→ What to work on
Nothing but the lines below between the line holding "use std::sync::Arc;" and the line holding "pub async fn", inclusive, should appear in the answer, each set down exactly.

------ Data extracts

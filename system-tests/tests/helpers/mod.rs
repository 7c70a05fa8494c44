// system-tests/tests/helpers/mod.rs
// ============================================================================
// Module: System Test Helpers
// Description: Agent harness and client configuration for scenarios.
// Purpose: Start agents on ephemeral ports and build matching clients.
// Dependencies: system-tests, suite-relay-agent, suite-relay-client
// ============================================================================

#![allow(dead_code, reason = "Shared helpers are reused across multiple test suites.")]

pub mod harness;
// crates/suite-relay-agent/src/slot.rs
// ============================================================================
// Module: Execution Slot
// Description: Single-permit execution gate with a bounded FIFO wait queue.
// Purpose: Guarantee at most one suite executes at a time.
// Dependencies: tokio::sync
// ============================================================================

//! ## Overview
//! The slot is a fair single-permit semaphore. A request that finds the slot
//! free runs immediately; otherwise it waits in FIFO order if fewer than
//! `max_queue_depth` requests are already waiting, and is refused as busy
//! when the queue is full. A waiter that gives up (its connection dropped)
//! releases its queue position.

// ============================================================================
// SECTION: Imports
// ============================================================================

use std::sync::Arc;
use std::sync::atomic::AtomicUsize;
use std::sync::atomic::Ordering;

use thiserror::Error;
use tokio::sync::OwnedSemaphorePermit;
use tokio::sync::Semaphore;

// ============================================================================
// SECTION: Types
// ============================================================================

/// Slot is held and the wait queue is full.
#[derive(Debug, Clone, Copy, PartialEq, Eq, Error)]
#[error("execution slot is busy and the wait queue is full")]
pub struct SlotBusy;

/// Proof of exclusive access to the execution slot.
#[derive(Debug)]
pub struct SlotPermit {
    /// Underlying semaphore permit, released on drop.
    _permit: OwnedSemaphorePermit,
}

/// Single execution slot with a bounded wait queue.
#[derive(Debug)]
pub struct ExecutionSlot {
    /// Single-permit fair semaphore.
    semaphore: Arc<Semaphore>,
    /// Requests currently waiting.
    waiting: AtomicUsize,
    /// Maximum number of waiting requests.
    max_queue_depth: usize,
}

impl ExecutionSlot {
    /// Creates a free slot.
    #[must_use]
    pub fn new(max_queue_depth: usize) -> Self {
        Self {
            semaphore: Arc::new(Semaphore::new(1)),
            waiting: AtomicUsize::new(0),
            max_queue_depth,
        }
    }

    /// Acquires the slot, waiting in line when allowed.
    ///
    /// # Errors
    ///
    /// Returns [`SlotBusy`] when the slot is held and the queue is full.
    pub async fn acquire(&self) -> Result<SlotPermit, SlotBusy> {
        if let Ok(permit) = Arc::clone(&self.semaphore).try_acquire_owned() {
            return Ok(SlotPermit {
                _permit: permit,
            });
        }
        let _position = self.reserve_position()?;
        let permit = Arc::clone(&self.semaphore).acquire_owned().await.map_err(|_| SlotBusy)?;
        Ok(SlotPermit {
            _permit: permit,
        })
    }

    /// Returns true when an execution holds the slot.
    #[must_use]
    pub fn is_busy(&self) -> bool {
        self.semaphore.available_permits() == 0
    }

    /// Returns the number of requests waiting for the slot.
    #[must_use]
    pub fn waiting(&self) -> usize {
        self.waiting.load(Ordering::SeqCst)
    }

    /// Claims a queue position if one is free.
    fn reserve_position(&self) -> Result<QueuePosition<'_>, SlotBusy> {
        self.waiting
            .fetch_update(Ordering::SeqCst, Ordering::SeqCst, |count| {
                (count < self.max_queue_depth).then_some(count + 1)
            })
            .map_err(|_| SlotBusy)?;
        Ok(QueuePosition {
            waiting: &self.waiting,
        })
    }
}

/// Queue position released on drop, including when a waiter is cancelled.
struct QueuePosition<'a> {
    /// Shared waiting counter.
    waiting: &'a AtomicUsize,
}

impl Drop for QueuePosition<'_> {
    fn drop(&mut self) {
        self.waiting.fetch_sub(1, Ordering::SeqCst);
    }
}

// ============================================================================
// SECTION: Tests
// ============================================================================
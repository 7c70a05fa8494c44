// crates/suite-relay-config/src/config.rs
// ============================================================================
// Module: Config Loading
// Description: Shared file resolution, size limits, and field validators.
// Purpose: Provide strict, fail-closed config parsing with hard limits.
// Dependencies: serde, toml
// ============================================================================

//! ## Overview
//! Shared loading rules for agent and client configuration. A file is resolved
//! from the CLI path, then an environment variable, then a default filename.
//! Files larger than [`MAX_CONFIG_FILE_SIZE`] or with oversized paths fail
//! closed before parsing.

// ============================================================================
// SECTION: Imports
// ============================================================================

use std::env;
use std::fs;
use std::path::Path;
use std::path::PathBuf;

use serde::de::DeserializeOwned;
use thiserror::Error;

// ============================================================================
// SECTION: Constants
// ============================================================================

/// Maximum configuration file size in bytes.
pub(crate) const MAX_CONFIG_FILE_SIZE: usize = 1024 * 1024;
/// Maximum length of a single path component.
pub(crate) const MAX_PATH_COMPONENT_LENGTH: usize = 255;
/// Maximum total path length.
pub(crate) const MAX_TOTAL_PATH_LENGTH: usize = 4096;
/// Smallest accepted envelope payload limit.
pub(crate) const MIN_PAYLOAD_BYTES: usize = 1024;
/// Largest accepted envelope payload limit.
pub(crate) const MAX_PAYLOAD_BYTES: usize = 1024 * 1024 * 1024;
/// Default envelope payload limit.
pub(crate) const DEFAULT_MAX_PAYLOAD_BYTES: usize = 64 * 1024 * 1024;
/// Largest accepted execution timeout in seconds.
pub(crate) const MAX_TIMEOUT_SECONDS: u64 = 86_400;
/// Default execution timeout in seconds.
pub(crate) const DEFAULT_TIMEOUT_SECONDS: u64 = 3_600;

// ============================================================================
// SECTION: Errors
// ============================================================================

/// Configuration errors.
#[derive(Debug, Error)]
pub enum ConfigError {
    /// I/O failure while reading configuration.
    #[error("config io error: {0}")]
    Io(String),
    /// TOML parsing error.
    #[error("config parse error: {0}")]
    Parse(String),
    /// Invalid configuration data.
    #[error("invalid config: {0}")]
    Invalid(String),
}

// ============================================================================
// SECTION: Loading
// ============================================================================

/// Resolves a config path from the CLI, the environment, or a default name.
pub(crate) fn resolve_path(
    path: Option<&Path>,
    env_var: &str,
    default_name: &str,
) -> Result<PathBuf, ConfigError> {
    if let Some(path) = path {
        return Ok(path.to_path_buf());
    }
    if let Ok(env_path) = env::var(env_var) {
        if env_path.len() > MAX_TOTAL_PATH_LENGTH {
            return Err(ConfigError::Invalid("config path exceeds max length".to_string()));
        }
        return Ok(PathBuf::from(env_path));
    }
    Ok(PathBuf::from(default_name))
}

/// Reads and parses a TOML file under the size and path limits.
pub(crate) fn read_toml<T: DeserializeOwned>(path: &Path) -> Result<T, ConfigError> {
    validate_path(path)?;
    let bytes = fs::read(path).map_err(|err| ConfigError::Io(err.to_string()))?;
    if bytes.len() > MAX_CONFIG_FILE_SIZE {
        return Err(ConfigError::Invalid("config file exceeds size limit".to_string()));
    }
    let content = std::str::from_utf8(&bytes)
        .map_err(|_| ConfigError::Invalid("config file must be utf-8".to_string()))?;
    toml::from_str(content).map_err(|err| ConfigError::Parse(err.to_string()))
}

// ============================================================================
// SECTION: Validators
// ============================================================================

/// Validates the resolved path against security limits.
fn validate_path(path: &Path) -> Result<(), ConfigError> {
    let text = path.to_string_lossy();
    if text.len() > MAX_TOTAL_PATH_LENGTH {
        return Err(ConfigError::Invalid("config path exceeds max length".to_string()));
    }
    for component in path.components() {
        let value = component.as_os_str().to_string_lossy();
        if value.len() > MAX_PATH_COMPONENT_LENGTH {
            return Err(ConfigError::Invalid("config path component too long".to_string()));
        }
    }
    Ok(())
}

/// Validates a path string against length constraints.
pub(crate) fn validate_path_string(field: &str, value: &str) -> Result<(), ConfigError> {
    let trimmed = value.trim();
    if trimmed.is_empty() {
        return Err(ConfigError::Invalid(format!("{field} must be non-empty")));
    }
    if trimmed.len() > MAX_TOTAL_PATH_LENGTH {
        return Err(ConfigError::Invalid(format!("{field} exceeds max length")));
    }
    for component in Path::new(trimmed).components() {
        let component_value = component.as_os_str().to_string_lossy();
        if component_value.len() > MAX_PATH_COMPONENT_LENGTH {
            return Err(ConfigError::Invalid(format!("{field} path component too long")));
        }
    }
    Ok(())
}

/// Validates an envelope payload limit.
pub(crate) fn validate_payload_limit(field: &str, value: usize) -> Result<(), ConfigError> {
    if !(MIN_PAYLOAD_BYTES ..= MAX_PAYLOAD_BYTES).contains(&value) {
        return Err(ConfigError::Invalid(format!(
            "{field} must be between {MIN_PAYLOAD_BYTES} and {MAX_PAYLOAD_BYTES}"
        )));
    }
    Ok(())
}

/// Validates an execution timeout in seconds.
pub(crate) fn validate_timeout(field: &str, value: u64) -> Result<(), ConfigError> {
    if !(1 ..= MAX_TIMEOUT_SECONDS).contains(&value) {
        return Err(ConfigError::Invalid(format!(
            "{field} must be between 1 and {MAX_TIMEOUT_SECONDS}"
        )));
    }
    Ok(())
}

// ============================================================================
// SECTION: Tests
// ============================================================================
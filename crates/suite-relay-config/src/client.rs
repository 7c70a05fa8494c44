// crates/suite-relay-config/src/client.rs
// ============================================================================
// Module: Client Configuration
// Description: Agent address, trust anchors, client identity, and retry policy.
// Purpose: Validate client settings before any connection is attempted.
// Dependencies: serde
// ============================================================================

//! ## Overview
//! [`ClientConfig`] names the agent to reach, the anchor its certificate must
//! chain to, an optional client identity for mutual TLS, and the bounds of
//! the pre-execution retry loop.

// ============================================================================
// SECTION: Imports
// ============================================================================

use std::path::Path;
use std::time::Duration;

use serde::Deserialize;

use crate::config::ConfigError;
use crate::config::DEFAULT_MAX_PAYLOAD_BYTES;
use crate::config::DEFAULT_TIMEOUT_SECONDS;
use crate::config::MAX_TIMEOUT_SECONDS;
use crate::config::read_toml;
use crate::config::resolve_path;
use crate::config::validate_path_string;
use crate::config::validate_payload_limit;
use crate::config::validate_timeout;

// ============================================================================
// SECTION: Constants
// ============================================================================

/// Default client configuration filename.
const DEFAULT_CONFIG_NAME: &str = "suite-relay-client.toml";
/// Environment variable overriding the client config path.
pub const CLIENT_CONFIG_ENV_VAR: &str = "SUITE_RELAY_CLIENT_CONFIG";
/// Maximum connection attempts.
pub const MAX_ATTEMPTS: u32 = 10;
/// Maximum delay between attempts in milliseconds.
const MAX_RETRY_BACKOFF_MS: u64 = 60_000;

// ============================================================================
// SECTION: Client Config
// ============================================================================

/// Client configuration.
#[derive(Debug, Clone, Deserialize)]
#[serde(deny_unknown_fields)]
pub struct ClientConfig {
    /// Agent address as `host:port`.
    pub agent_address: String,
    /// TLS server name; defaults to the host part of `agent_address`.
    #[serde(default)]
    pub server_name: Option<String>,
    /// CA bundle (PEM) the agent certificate must chain to.
    pub trust_anchor_path: String,
    /// Client certificate chain (PEM) for mutual TLS.
    #[serde(default)]
    pub client_cert_path: Option<String>,
    /// Client private key (PEM) for mutual TLS.
    #[serde(default)]
    pub client_key_path: Option<String>,
    /// Connection attempts before giving up.
    #[serde(default = "default_max_attempts")]
    pub max_attempts: u32,
    /// Delay between attempts in milliseconds.
    #[serde(default = "default_retry_backoff_ms")]
    pub retry_backoff_ms: u64,
    /// Extra seconds to wait beyond the declared timeout.
    #[serde(default = "default_response_grace_seconds")]
    pub response_grace_seconds: u64,
    /// Maximum envelope payload size in bytes.
    #[serde(default = "default_max_payload_bytes")]
    pub max_payload_bytes: usize,
    /// Timeout declared when the caller supplies none.
    #[serde(default = "default_timeout_seconds")]
    pub default_timeout_seconds: u64,
}

impl ClientConfig {
    /// Loads client configuration using the default resolution rules.
    ///
    /// # Errors
    ///
    /// Returns [`ConfigError`] when loading or validation fails.
    pub fn load(path: Option<&Path>) -> Result<Self, ConfigError> {
        let resolved = resolve_path(path, CLIENT_CONFIG_ENV_VAR, DEFAULT_CONFIG_NAME)?;
        let config: Self = read_toml(&resolved)?;
        config.validate()?;
        Ok(config)
    }

    /// Validates the configuration for internal consistency.
    ///
    /// # Errors
    ///
    /// Returns [`ConfigError::Invalid`] naming the first violation.
    pub fn validate(&self) -> Result<(), ConfigError> {
        self.host()?;
        if let Some(name) = &self.server_name
            && name.trim().is_empty()
        {
            return Err(ConfigError::Invalid("server_name must be non-empty".to_string()));
        }
        validate_path_string("trust_anchor_path", &self.trust_anchor_path)?;
        match (&self.client_cert_path, &self.client_key_path) {
            (Some(cert), Some(key)) => {
                validate_path_string("client_cert_path", cert)?;
                validate_path_string("client_key_path", key)?;
            }
            (None, None) => {}
            _ => {
                return Err(ConfigError::Invalid(
                    "client_cert_path and client_key_path must be set together".to_string(),
                ));
            }
        }
        if !(1 ..= MAX_ATTEMPTS).contains(&self.max_attempts) {
            return Err(ConfigError::Invalid(format!(
                "max_attempts must be between 1 and {MAX_ATTEMPTS}"
            )));
        }
        if self.retry_backoff_ms > MAX_RETRY_BACKOFF_MS {
            return Err(ConfigError::Invalid(format!(
                "retry_backoff_ms must be at most {MAX_RETRY_BACKOFF_MS}"
            )));
        }
        if self.response_grace_seconds > MAX_TIMEOUT_SECONDS {
            return Err(ConfigError::Invalid(format!(
                "response_grace_seconds must be at most {MAX_TIMEOUT_SECONDS}"
            )));
        }
        validate_payload_limit("max_payload_bytes", self.max_payload_bytes)?;
        validate_timeout("default_timeout_seconds", self.default_timeout_seconds)
    }

    /// Returns the host part of `agent_address` without IPv6 brackets.
    ///
    /// # Errors
    ///
    /// Returns [`ConfigError::Invalid`] when the address is not `host:port`.
    pub fn host(&self) -> Result<&str, ConfigError> {
        let invalid = || ConfigError::Invalid("agent_address must be host:port".to_string());
        let (host, port) = self.agent_address.trim().rsplit_once(':').ok_or_else(invalid)?;
        port.parse::<u16>().map_err(|_| invalid())?;
        let host = host.strip_prefix('[').and_then(|rest| rest.strip_suffix(']')).unwrap_or(host);
        if host.is_empty() {
            return Err(invalid());
        }
        Ok(host)
    }

    /// Returns the TLS server name to verify.
    ///
    /// # Errors
    ///
    /// Returns [`ConfigError::Invalid`] when the address is malformed.
    pub fn resolved_server_name(&self) -> Result<String, ConfigError> {
        match &self.server_name {
            Some(name) => Ok(name.trim().to_string()),
            None => self.host().map(str::to_string),
        }
    }

    /// Returns the delay between attempts.
    #[must_use]
    pub const fn retry_backoff(&self) -> Duration {
        Duration::from_millis(self.retry_backoff_ms)
    }

    /// Returns the extra wait beyond the declared timeout.
    #[must_use]
    pub const fn response_grace(&self) -> Duration {
        Duration::from_secs(self.response_grace_seconds)
    }
}

// ============================================================================
// SECTION: Defaults
// ============================================================================

/// Default connection attempts.
const fn default_max_attempts() -> u32 {
    3
}

/// Default retry delay.
const fn default_retry_backoff_ms() -> u64 {
    500
}

/// Default response grace.
const fn default_response_grace_seconds() -> u64 {
    30
}

/// Default payload limit.
const fn default_max_payload_bytes() -> usize {
    DEFAULT_MAX_PAYLOAD_BYTES
}

/// Default declared timeout.
const fn default_timeout_seconds() -> u64 {
    DEFAULT_TIMEOUT_SECONDS
}
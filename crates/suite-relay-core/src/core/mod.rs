// crates/suite-relay-core/src/core/mod.rs
// ============================================================================
// Module: Suite Relay Core Types
// Description: Canonical bundle, request, and result structures.
// Purpose: Provide stable, serializable types shared by agent and client.
// Dependencies: serde
// ============================================================================

//! ## Overview
//! Core types define suite bundles, execution requests and results, and the
//! identifiers and digests that tie them together. They are the canonical
//! source of truth for everything carried inside an envelope.

// ============================================================================
// SECTION: Submodules
// ============================================================================

pub mod bundle;
pub mod execution;
pub mod hashing;
pub mod identifiers;

// ============================================================================
// SECTION: Re-Exports
// ============================================================================

pub use bundle::BundleError;
pub use bundle::ExecutionOptions;
pub use bundle::FileEntry;
pub use bundle::OptionValue;
pub use bundle::SuiteBundle;
pub use bundle::validate_relative_path;
pub use execution::AgentStatus;
pub use execution::ExecutionAccepted;
pub use execution::ExecutionRequest;
pub use execution::ExecutionResult;
pub use execution::ExecutionStatus;
pub use execution::Rejection;
pub use execution::RejectionCode;
pub use hashing::DEFAULT_HASH_ALGORITHM;
pub use hashing::HashAlgorithm;
pub use hashing::HashDigest;
pub use hashing::hash_canonical_json;
pub use identifiers::RequestId;
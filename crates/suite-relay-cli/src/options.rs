// crates/suite-relay-cli/src/options.rs
// ============================================================================
// Module: Run Options
// Description: Map CLI selection flags to typed engine options.
// Purpose: Build the option map forwarded with an execution request.
// Dependencies: suite-relay-core, thiserror
// ============================================================================

//! ## Overview
//! Test selection flags (`--include`, `--exclude`, `--test`, `--suite`,
//! `--log-level`) become the engine options `include`, `exclude`, `test`,
//! `suite`, and `loglevel`. Free-form `--option name=value` entries are added
//! as strings; `--option name` sets a boolean flag; repeating a name collects
//! the values into a list.

// ============================================================================
// SECTION: Imports
// ============================================================================

use suite_relay_core::ExecutionOptions;
use suite_relay_core::OptionValue;
use thiserror::Error;

// ============================================================================
// SECTION: Types
// ============================================================================

/// Selection flags collected from the command line.
#[derive(Debug, Clone, Default, PartialEq, Eq)]
pub struct RunFilters {
    /// Tags to include.
    pub include: Vec<String>,
    /// Tags to exclude.
    pub exclude: Vec<String>,
    /// Test names to select.
    pub test: Vec<String>,
    /// Suite names to select.
    pub suite: Vec<String>,
    /// Engine log level.
    pub log_level: Option<String>,
    /// Raw `name=value` or `name` entries.
    pub extra: Vec<String>,
}

/// Invalid `--option` entry.
#[derive(Debug, Clone, PartialEq, Eq, Error)]
pub enum OptionError {
    /// Entry has no name.
    #[error("option name is empty")]
    EmptyName,
    /// Name contains characters other than letters, digits, `-`, and `_`, or
    /// does not start with a letter.
    #[error("option name {0:?} must start with a letter and contain only letters, digits, - or _")]
    InvalidName(String),
    /// Name conflicts with a boolean flag of the same name.
    #[error("option {0:?} is used both as a flag and with a value")]
    Conflict(String),
}

// ============================================================================
// SECTION: Building
// ============================================================================

/// Builds engine options from command-line filters.
///
/// # Errors
///
/// Returns [`OptionError`] when an `--option` entry is malformed.
pub fn build_options(filters: &RunFilters) -> Result<ExecutionOptions, OptionError> {
    let mut options = ExecutionOptions::new();
    for (name, values) in [
        ("include", &filters.include),
        ("exclude", &filters.exclude),
        ("test", &filters.test),
        ("suite", &filters.suite),
    ] {
        if !values.is_empty() {
            options.insert(name.to_string(), OptionValue::StringList(values.clone()));
        }
    }
    if let Some(level) = &filters.log_level {
        options.insert("loglevel".to_string(), OptionValue::String(level.clone()));
    }
    for raw in &filters.extra {
        let (name, value) = parse_option(raw)?;
        merge(&mut options, name, value)?;
    }
    Ok(options)
}

/// Splits `name=value` or `name` and validates the name.
///
/// # Errors
///
/// Returns [`OptionError`] for an empty or invalid name.
pub fn parse_option(raw: &str) -> Result<(String, Option<String>), OptionError> {
    let (name, value) = match raw.split_once('=') {
        Some((name, value)) => (name.trim(), Some(value.to_string())),
        None => (raw.trim(), None),
    };
    if name.is_empty() {
        return Err(OptionError::EmptyName);
    }
    let mut chars = name.chars();
    let valid = chars.next().is_some_and(|first| first.is_ascii_alphabetic())
        && chars.all(|c| c.is_ascii_alphanumeric() || c == '-' || c == '_');
    if !valid {
        return Err(OptionError::InvalidName(name.to_string()));
    }
    Ok((name.to_string(), value))
}

/// Inserts one entry, collecting repeated names into a list.
fn merge(
    options: &mut ExecutionOptions,
    name: String,
    value: Option<String>,
) -> Result<(), OptionError> {
    let Some(value) = value else {
        return match options.get(&name) {
            None | Some(OptionValue::Bool(_)) => {
                options.insert(name, OptionValue::Bool(true));
                Ok(())
            }
            Some(_) => Err(OptionError::Conflict(name)),
        };
    };
    match options.remove(&name) {
        None => {
            options.insert(name, OptionValue::String(value));
        }
        Some(OptionValue::String(first)) => {
            options.insert(name, OptionValue::StringList(vec![first, value]));
        }
        Some(OptionValue::StringList(mut items)) => {
            items.push(value);
            options.insert(name, OptionValue::StringList(items));
        }
        Some(OptionValue::Bool(_)) => return Err(OptionError::Conflict(name)),
    }
    Ok(())
}

// ============================================================================
// SECTION: Tests
// ============================================================================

------------

→ Reply
use std::sync::Arc;
use std::sync::atomic::AtomicUsize;
use std::sync::atomic::Ordering;

use thiserror::Error;
use tokio::sync::OwnedSemaphorePermit;
use tokio::sync::Semaphore;

// ============================================================================
// SECTION: Types
// ============================================================================

/// Slot is held and the wait queue is full.
#[derive(Debug, Clone, Copy, PartialEq, Eq, Error)]
#[error("execution slot is busy and the wait queue is full")]
pub struct SlotBusy;

/// Proof of exclusive access to the execution slot.
#[derive(Debug)]
pub struct SlotPermit {
    /// Underlying semaphore permit, released on drop.
    _permit: OwnedSemaphorePermit,
}

/// Single execution slot with a bounded wait queue.
#[derive(Debug)]
pub struct ExecutionSlot {
    /// Single-permit fair semaphore.
    semaphore: Arc<Semaphore>,
    /// Requests currently waiting.
    waiting: AtomicUsize,
    /// Maximum number of waiting requests.
    max_queue_depth: usize,
}

impl ExecutionSlot {
    /// Creates a free slot.
    #[must_use]
    pub fn new(max_queue_depth: usize) -> Self {
        Self {
            semaphore: Arc::new(Semaphore::new(1)),
            waiting: AtomicUsize::new(0),
            max_queue_depth,
        }
    }

    /// Acquires the slot, waiting in line when allowed.
    ///
    /// # Errors
    ///
    /// Returns [`SlotBusy`] when the slot is held and the queue is full.
    pub async fn acquire(&self) -> Result<SlotPermit, SlotBusy> {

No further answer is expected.